■ **Entries shown**:
■ ■ ■ ■ ■

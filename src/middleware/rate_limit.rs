use actix_web::{
    dev::{forward_ready, Service, ServiceRequest, ServiceResponse, Transform},
    error::InternalError,
    Error, HttpResponse,
};
use futures::future::LocalBoxFuture;
use std::collections::HashMap;
use std::future::{ready, Ready};
use std::sync::{Arc, Mutex};
use std::time::{Duration, Instant};

/// Fenêtre glissante par IP, état local au processus (pas distribué).
pub struct SlidingWindow {
    max_requests: usize,
    window: Duration,
    hits: Mutex<HashMap<String, Vec<Instant>>>,
}

impl SlidingWindow {
    pub fn new(max_requests: usize, window: Duration) -> Self {
        Self {
            max_requests,
            window,
            hits: Mutex::new(HashMap::new()),
        }
    }

    /// Records a hit for the key and tells whether it is still under the limit.
    pub fn allow(&self, key: &str) -> bool {
        let now = Instant::now();
        let Ok(mut hits) = self.hits.lock() else {
            return true;
        };

        let window = self.window;
        let entry = hits.entry(key.to_string()).or_default();
        entry.retain(|t| now.duration_since(*t) < window);

        if entry.len() >= self.max_requests {
            return false;
        }
        entry.push(now);
        true
    }

    /// Oublie les IP sans requête dans la fenêtre, sinon la table grossit
    /// d'une clé par IP distincte pour toute la vie du processus.
    /// Retourne combien de clés ont été retirées.
    pub fn sweep(&self) -> usize {
        let now = Instant::now();
        let Ok(mut hits) = self.hits.lock() else {
            return 0;
        };
        let before = hits.len();
        let window = self.window;
        hits.retain(|_, stamps| stamps.iter().any(|t| now.duration_since(*t) < window));
        before - hits.len()
    }

    pub fn tracked_keys(&self) -> usize {
        self.hits.lock().map(|h| h.len()).unwrap_or(0)
    }
}

/// Rate limiter middleware over an injectable shared window state.
pub struct RateLimiter {
    state: Arc<SlidingWindow>,
}

impl RateLimiter {
    pub fn new(state: Arc<SlidingWindow>) -> Self {
        Self { state }
    }
}

impl<S, B> Transform<S, ServiceRequest> for RateLimiter
where
    S: Service<ServiceRequest, Response = ServiceResponse<B>, Error = Error>,
    S::Future: 'static,
    B: 'static,
{
    type Response = ServiceResponse<B>;
    type Error = Error;
    type InitError = ();
    type Transform = RateLimiterService<S>;
    type Future = Ready<Result<Self::Transform, Self::InitError>>;

    fn new_transform(&self, service: S) -> Self::Future {
        ready(Ok(RateLimiterService {
            service,
            state: Arc::clone(&self.state),
        }))
    }
}

pub struct RateLimiterService<S> {
    service: S,
    state: Arc<SlidingWindow>,
}

impl<S, B> Service<ServiceRequest> for RateLimiterService<S>
where
    S: Service<ServiceRequest, Response = ServiceResponse<B>, Error = Error>,
    S::Future: 'static,
    B: 'static,
{
    type Response = ServiceResponse<B>;
    type Error = Error;
    type Future = LocalBoxFuture<'static, Result<Self::Response, Self::Error>>;

    forward_ready!(service);

    fn call(&self, req: ServiceRequest) -> Self::Future {
        let ip = req
            .connection_info()
            .realip_remote_addr()
            .unwrap_or("unknown")
            .to_string();

        if !self.state.allow(&ip) {
            log::warn!("🚦 Rate limit exceeded for {}", ip);
            let response = HttpResponse::TooManyRequests().json(serde_json::json!({
                "success": false,
                "error": "Too many requests, please slow down",
            }));
            return Box::pin(async move {
                Err(InternalError::from_response("rate limited", response).into())
            });
        }

        let fut = self.service.call(req);
        Box::pin(async move {
            let res = fut.await?;
            Ok(res)
        })
    }
}

#[cfg(test)]
mod tests {
    use super::*;

    #[test]
    fn test_allows_under_limit() {
        let window = SlidingWindow::new(3, Duration::from_secs(60));
        assert!(window.allow("1.2.3.4"));
        assert!(window.allow("1.2.3.4"));
        assert!(window.allow("1.2.3.4"));
    }

    #[test]
    fn test_blocks_over_limit() {
        let window = SlidingWindow::new(2, Duration::from_secs(60));
        assert!(window.allow("1.2.3.4"));
        assert!(window.allow("1.2.3.4"));
        assert!(!window.allow("1.2.3.4"));
        // other IPs have their own window
        assert!(window.allow("5.6.7.8"));
    }

    #[test]
    fn test_sweep_reclaims_idle_keys() {
        let window = SlidingWindow::new(5, Duration::from_millis(10));
        for i in 0..50 {
            assert!(window.allow(&format!("10.0.0.{}", i)));
        }
        assert_eq!(window.tracked_keys(), 50);

        std::thread::sleep(Duration::from_millis(20));
        assert_eq!(window.sweep(), 50);
        assert_eq!(window.tracked_keys(), 0);
    }

    #[test]
    fn test_sweep_keeps_active_keys() {
        let window = SlidingWindow::new(5, Duration::from_secs(60));
        window.allow("1.2.3.4");

        assert_eq!(window.sweep(), 0);
        assert_eq!(window.tracked_keys(), 1);
    }

    #[test]
    fn test_window_slides() {
        let window = SlidingWindow::new(1, Duration::from_millis(20));
        assert!(window.allow("1.2.3.4"));
        assert!(!window.allow("1.2.3.4"));
        std::thread::sleep(Duration::from_millis(30));
        assert!(window.allow("1.2.3.4"));
    }
}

■ ■ ■ ■ ■

■ **What you will do**: Reproduce each of the entries exactly, omitting none.

■ **Output of the task**:
filename src/middleware/rate_limit.rs
use actix_web::{
    dev::{forward_ready, Service, ServiceRequest, ServiceResponse, Transform},
    error::InternalError,
    Error, HttpResponse,
};
use futures::future::LocalBoxFuture;
use std::collections::HashMap;
use std::future::{ready, Ready};
use std::sync::{Arc, Mutex};
use std::time::{Duration, Instant};

/// Fenêtre glissante par IP, état local au processus (pas distribué).
pub struct SlidingWindow {
    max_requests: usize,
    window: Duration,
    hits: Mutex<HashMap<String, Vec<Instant>>>,
}

impl SlidingWindow {
    pub fn new(max_requests: usize, window: Duration) -> Self {
        Self {
            max_requests,
            window,
            hits: Mutex::new(HashMap::new()),
        }
    }

    /// Records a hit for the key and tells whether it is still under the limit.
    pub fn allow(&self, key: &str) -> bool {
        let now = Instant::now();
        let Ok(mut hits) = self.hits.lock() else {
            return true;
        };

        let window = self.window;
        let entry = hits.entry(key.to_string()).or_default();
        entry.retain(|t| now.duration_since(*t) < window);

        if entry.len() >= self.max_requests {
            return false;
        }
        entry.push(now);
        true
    }

    /// Oublie les IP sans requête dans la fenêtre, sinon la table grossit
    /// d'une clé par IP distincte pour toute la vie du processus.
    /// Retourne combien de clés ont été retirées.
    pub fn sweep(&self) -> usize {
        let now = Instant::now();
        let Ok(mut hits) = self.hits.lock() else {
            return 0;
        };
        let before = hits.len();
        let window = self.window;
        hits.retain(|_, stamps| stamps.iter().any(|t| now.duration_since(*t) < window));
        before - hits.len()
    }

    pub fn tracked_keys(&self) -> usize {
        self.hits.lock().map(|h| h.len()).unwrap_or(0)
    }
}

/// Rate limiter middleware over an injectable shared window state.
pub struct RateLimiter {
    state: Arc<SlidingWindow>,
}

impl RateLimiter {
    pub fn new(state: Arc<SlidingWindow>) -> Self {
        Self { state }
    }
}

impl<S, B> Transform<S, ServiceRequest> for RateLimiter
where
    S: Service<ServiceRequest, Response = ServiceResponse<B>, Error = Error>,
    S::Future: 'static,
    B: 'static,
{
    type Response = ServiceResponse<B>;
    type Error = Error;
    type InitError = ();
    type Transform = RateLimiterService<S>;
    type Future = Ready<Result<Self::Transform, Self::InitError>>;

    fn new_transform(&self, service: S) -> Self::Future {
        ready(Ok(RateLimiterService {
            service,
            state: Arc::clone(&self.state),
        }))
    }
}

pub struct RateLimiterService<S> {
    service: S,
    state: Arc<SlidingWindow>,
}

impl<S, B> Service<ServiceRequest> for RateLimiterService<S>
where
    S: Service<ServiceRequest, Response = ServiceResponse<B>, Error = Error>,
    S::Future: 'static,
    B: 'static,
{
    type Response = ServiceResponse<B>;
    type Error = Error;
    type Future = LocalBoxFuture<'static, Result<Self::Response, Self::Error>>;

    forward_ready!(service);

    fn call(&self, req: ServiceRequest) -> Self::Future {
        let ip = req
            .connection_info()
            .realip_remote_addr()
            .unwrap_or("unknown")
            .to_string();

        if !self.state.allow(&ip) {
            log::warn!("🚦 Rate limit exceeded for {}", ip);
            let response = HttpResponse::TooManyRequests().json(serde_json::json!({
                "success": false,
                "error": "Too many requests, please slow down",
            }));
            return Box::pin(async move {
                Err(InternalError::from_response("rate limited", response).into())
            });
        }

        let fut = self.service.call(req);
        Box::pin(async move {
            let res = fut.await?;
            Ok(res)
        })
    }
}

#[cfg(test)]
mod tests {
    use super::*;

    #[test]
    fn test_allows_under_limit() {
        let window = SlidingWindow::new(3, Duration::from_secs(60));
        assert!(window.allow("1.2.3.4"));
        assert!(window.allow("1.2.3.4"));
        assert!(window.allow("1.2.3.4"));
    }

    #[test]
    fn test_blocks_over_limit() {
        let window = SlidingWindow::new(2, Duration::from_secs(60));
        assert!(window.allow("1.2.3.4"));
        assert!(window.allow("1.2.3.4"));
        assert!(!window.allow("1.2.3.4"));
        // other IPs have their own window
        assert!(window.allow("5.6.7.8"));
    }

    #[test]
    fn test_sweep_reclaims_idle_keys() {
        let window = SlidingWindow::new(5, Duration::from_millis(10));
        for i in 0..50 {
            assert!(window.allow(&format!("10.0.0.{}", i)));
        }
        assert_eq!(window.tracked_keys(), 50);

        std::thread::sleep(Duration::from_millis(20));
        assert_eq!(window.sweep(), 50);
        assert_eq!(window.tracked_keys(), 0);
    }

    #[test]
    fn test_sweep_keeps_active_keys() {
        let window = SlidingWindow::new(5, Duration::from_secs(60));
        window.allow("1.2.3.4");

        assert_eq!(window.sweep(), 0);
        assert_eq!(window.tracked_keys(), 1);
    }

    #[test]
    fn test_window_slides() {
        let window = SlidingWindow::new(1, Duration::from_millis(20));
        assert!(window.allow("1.2.3.4"));
        assert!(!window.allow("1.2.3.4"));
        std::thread::sleep(Duration::from_millis(30));
        assert!(window.allow("1.2.3.4"));
    }
}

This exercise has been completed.